The First Lady also pointed out that the pandemic opened eyes to the problem of hunger in the United States and that organizations like the Food Bank of Delaware would be instrumental in helping end hunger once and for all.
“Each morning I wake up excited to go to work. I love what I do here. I love the people that I work with. I know just by waking up I’m going to change a life. That’s a pretty powerful thing to be able to say. We change lives one meal at a time, one person at a time. I’ve often said that the day I wake up without hope is the day I don’t get out of bed. I don’t wake up without hope. Not here because look at all of you that are here with us,” Cathy Kanefsky, Chief Executive Officer of the Food Bank of Delaware, said. “Making a change, committing to helping us just by being here. You’re putting your stamp of approval on what the Food Bank is all about and the work that we do. This week has certainly given me a lot of hope.”
Kanefsky also attended the White House Conference on Hunger, Nutrition and Health, repeating a quote from President Joe Biden who said “if you can’t feed your child, what the hell else matters,” a sentiment Kanefsky agreed with. She commented that when a parent cannot feed their child, they have difficulty focusing on anything else in life. For this reason, President Biden has announced a goal to end hunger in the United States by 2030.

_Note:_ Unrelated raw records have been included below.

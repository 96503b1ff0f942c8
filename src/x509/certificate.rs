//! A typed, value-owned view of an X.509 v3 certificate (spec.md §3).

use {
    super::name::CanonicalName,
    crate::{asn1::SignatureAlgorithmIdentifier, error::PkdError},
    der::{asn1::ObjectIdentifier as Oid, Decode, Encode},
    sha2::{Digest, Sha256},
    spki::SubjectPublicKeyInfoOwned,
    x509_cert::{ext::Extensions, time::Time, Certificate as X509Certificate},
};

/// One X.509v3 extension, retained verbatim for later inspection
/// (spec.md §4.2: unknown critical extensions surface at chain validation).
#[derive(Clone, Debug)]
pub struct CertExtension {
    pub oid: Oid,
    pub critical: bool,
    pub value_der: Vec<u8>,
}

/// A parsed, never-mutated X.509 certificate.
///
/// Created once from bytes by [`Certificate::parse`] and held by the
/// surrounding `CertificateStore`; the core never constructs or signs one.
#[derive(Clone, Debug)]
pub struct Certificate {
    pub tbs_der: Vec<u8>,
    pub full_der: Vec<u8>,
    pub serial: Vec<u8>,
    pub issuer: CanonicalName,
    pub subject: CanonicalName,
    pub not_before: u64,
    pub not_after: u64,
    pub spki: SubjectPublicKeyInfoOwned,
    pub signature_algorithm: SignatureAlgorithmIdentifier,
    pub signature_value: Vec<u8>,
    pub extensions: Vec<CertExtension>,
    pub fingerprint_sha256: [u8; 32],
}

impl Certificate {
    /// Parse from DER, or PEM auto-detected by the leading byte (`0x30` for
    /// DER, ASCII `-----BEGIN` for PEM) — spec.md §6.
    pub fn parse(bytes: &[u8]) -> Result<Self, PkdError> {
        let der = if bytes.first() == Some(&0x30) {
            bytes.to_vec()
        } else {
            decode_pem(bytes, "CERTIFICATE")?
        };
        let cert = X509Certificate::from_der(&der)
            .map_err(|e| PkdError::CertMalformed(format!("X.509 decode failed: {e}")))?;
        Self::from_x509(cert, der)
    }

    fn from_x509(cert: X509Certificate, full_der: Vec<u8>) -> Result<Self, PkdError> {
        let tbs = &cert.tbs_certificate;

        // RFC 5280 §4.1.1.2: the outer signatureAlgorithm must equal the
        // TBS one.
        if cert.signature_algorithm.oid != tbs.signature.oid {
            return Err(PkdError::CertMalformed(
                "outer signatureAlgorithm does not match tbsCertificate.signature".into(),
            ));
        }

        let not_before = time_to_unix(&tbs.validity.not_before);
        let not_after = time_to_unix(&tbs.validity.not_after);
        if not_before > not_after {
            return Err(PkdError::CertMalformed("notBefore is after notAfter".into()));
        }

        let tbs_der = tbs
            .to_der()
            .map_err(|e| PkdError::CertMalformed(format!("failed to re-encode TBS: {e}")))?;

        let extensions = tbs
            .extensions
            .as_ref()
            .map(extract_extensions)
            .unwrap_or_default();

        let signature_value = cert
            .signature
            .as_bytes()
            .ok_or_else(|| PkdError::CertMalformed("signature is not octet-aligned".into()))?
            .to_vec();

        let signature_algorithm = SignatureAlgorithmIdentifier::from_der(&cert.signature_algorithm.to_der()?)
            .map_err(|e| PkdError::CertMalformed(format!("malformed signatureAlgorithm: {e}")))?;

        let fingerprint_sha256 = Sha256::digest(&full_der).into();

        Ok(Self {
            tbs_der,
            serial: tbs.serial_number.as_bytes().to_vec(),
            issuer: CanonicalName::from_name(&tbs.issuer),
            subject: CanonicalName::from_name(&tbs.subject),
            not_before,
            not_after,
            spki: tbs.subject_public_key_info.clone(),
            signature_algorithm,
            signature_value,
            extensions,
            fingerprint_sha256,
            full_der,
        })
    }

    pub fn extension(&self, oid: Oid) -> Option<&CertExtension> {
        self.extensions.iter().find(|ext| ext.oid == oid)
    }
}

fn extract_extensions(extensions: &Extensions) -> Vec<CertExtension> {
    extensions
        .iter()
        .map(|ext| CertExtension {
            oid: ext.extn_id,
            critical: ext.critical,
            value_der: ext.extn_value.as_bytes().to_vec(),
        })
        .collect()
}

fn time_to_unix(time: &Time) -> u64 {
    match time {
        Time::UtcTime(t) => t.to_unix_duration().as_secs(),
        Time::GeneralTime(t) => t.to_unix_duration().as_secs(),
    }
}

fn decode_pem(bytes: &[u8], label: &str) -> Result<Vec<u8>, PkdError> {
    let (_, doc) = der::pem::decode_vec(bytes)
        .map_err(|e| PkdError::CertMalformed(format!("invalid PEM ({label}): {e}")))?;
    Ok(doc)
}

#[cfg(test)]
/// A minimal, never-decoded `SubjectPublicKeyInfo`: rsaEncryption with a
/// single zero content byte. Good enough for chain-builder tests that never
/// reach actual signature verification.
const TEST_SPKI_DER: &[u8] = &[
    0x30, 0x13, 0x30, 0x0D, 0x06, 0x09, 0x2A, 0x86, 0x48, 0x86, 0xF7, 0x0D, 0x01, 0x01, 0x01, 0x05, 0x00, 0x03, 0x02,
    0x00, 0x00,
];

/// Build a `Certificate` without going through DER decoding, for unit tests
/// that only exercise the chain builder's pure bookkeeping (not signature
/// verification).
#[cfg(test)]
pub(crate) fn test_fixture(
    subject: CanonicalName,
    issuer: CanonicalName,
    not_before: u64,
    not_after: u64,
    extensions: Vec<CertExtension>,
    fingerprint_sha256: [u8; 32],
) -> Certificate {
    let spki = SubjectPublicKeyInfoOwned::from_der(TEST_SPKI_DER).expect("valid fixture SPKI");
    Certificate {
        tbs_der: Vec::new(),
        full_der: Vec::new(),
        serial: vec![1],
        issuer,
        subject,
        not_before,
        not_after,
        spki,
        signature_algorithm: crate::asn1::SignatureAlgorithmIdentifier::RsaPkcs1V15(
            crate::asn1::DigestAlgorithmIdentifier::Sha256(crate::asn1::DigestAlgorithmParameters::Null),
        ),
        signature_value: vec![0u8; 32],
        extensions,
        fingerprint_sha256,
    }
}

“The plan is more than that. It calls for increasing healthy eating and physical activity, improving access while integrating nutrition and health and empowering all consumers to make and have healthy choices,” Kanefsky said. “One comment that really resonated with me was that we need to provide people with what they need and what they want, not what we have. And that’s a nuance that you will see our team starting to address over the next couple of years. We are almost dictated sometimes in what we put in the boxes that go out to folks and is it nutritious? Sure. But somebody is really tired of getting beans. And that’s what we continue to give the people, we give them the same thing over and over again. And none of us want to eat the same thing over and over again. Unless it’s pizza then maybe, but I might get tired of pizza eventually. But that’s what we do. And somehow, we’ve kind of taken away the dignity and the respect that people deserve because they’re hungry. We expect them to take what we give them. We put it in their trunks. We put it in a backpack to go home with a child and we believe that now they’re good. No, because they may have dietary restrictions. They may have religious beliefs. They may have you name it, different reasons. So that’s a huge part of what we’re talking about. We’re talking about lifting people up and giving them the respect and the dignity that they deserve.”
Kanefsky also talked about the partnership between Amazon and DoorDash, allowing those who need food to access an online portal and have items delivered from the Food Bank of Delaware. This allowed parents who may not have childcare to get the food they need without choosing between gas money and food or someone who is recovering from surgery to remain at home and have food items delivered. The boxes do not have Food Bank of Delaware displayed on the outside, making the delivery discrete.
The new facility, which will also have a café open to the public and operated by culinary students, should be completed by October 2023.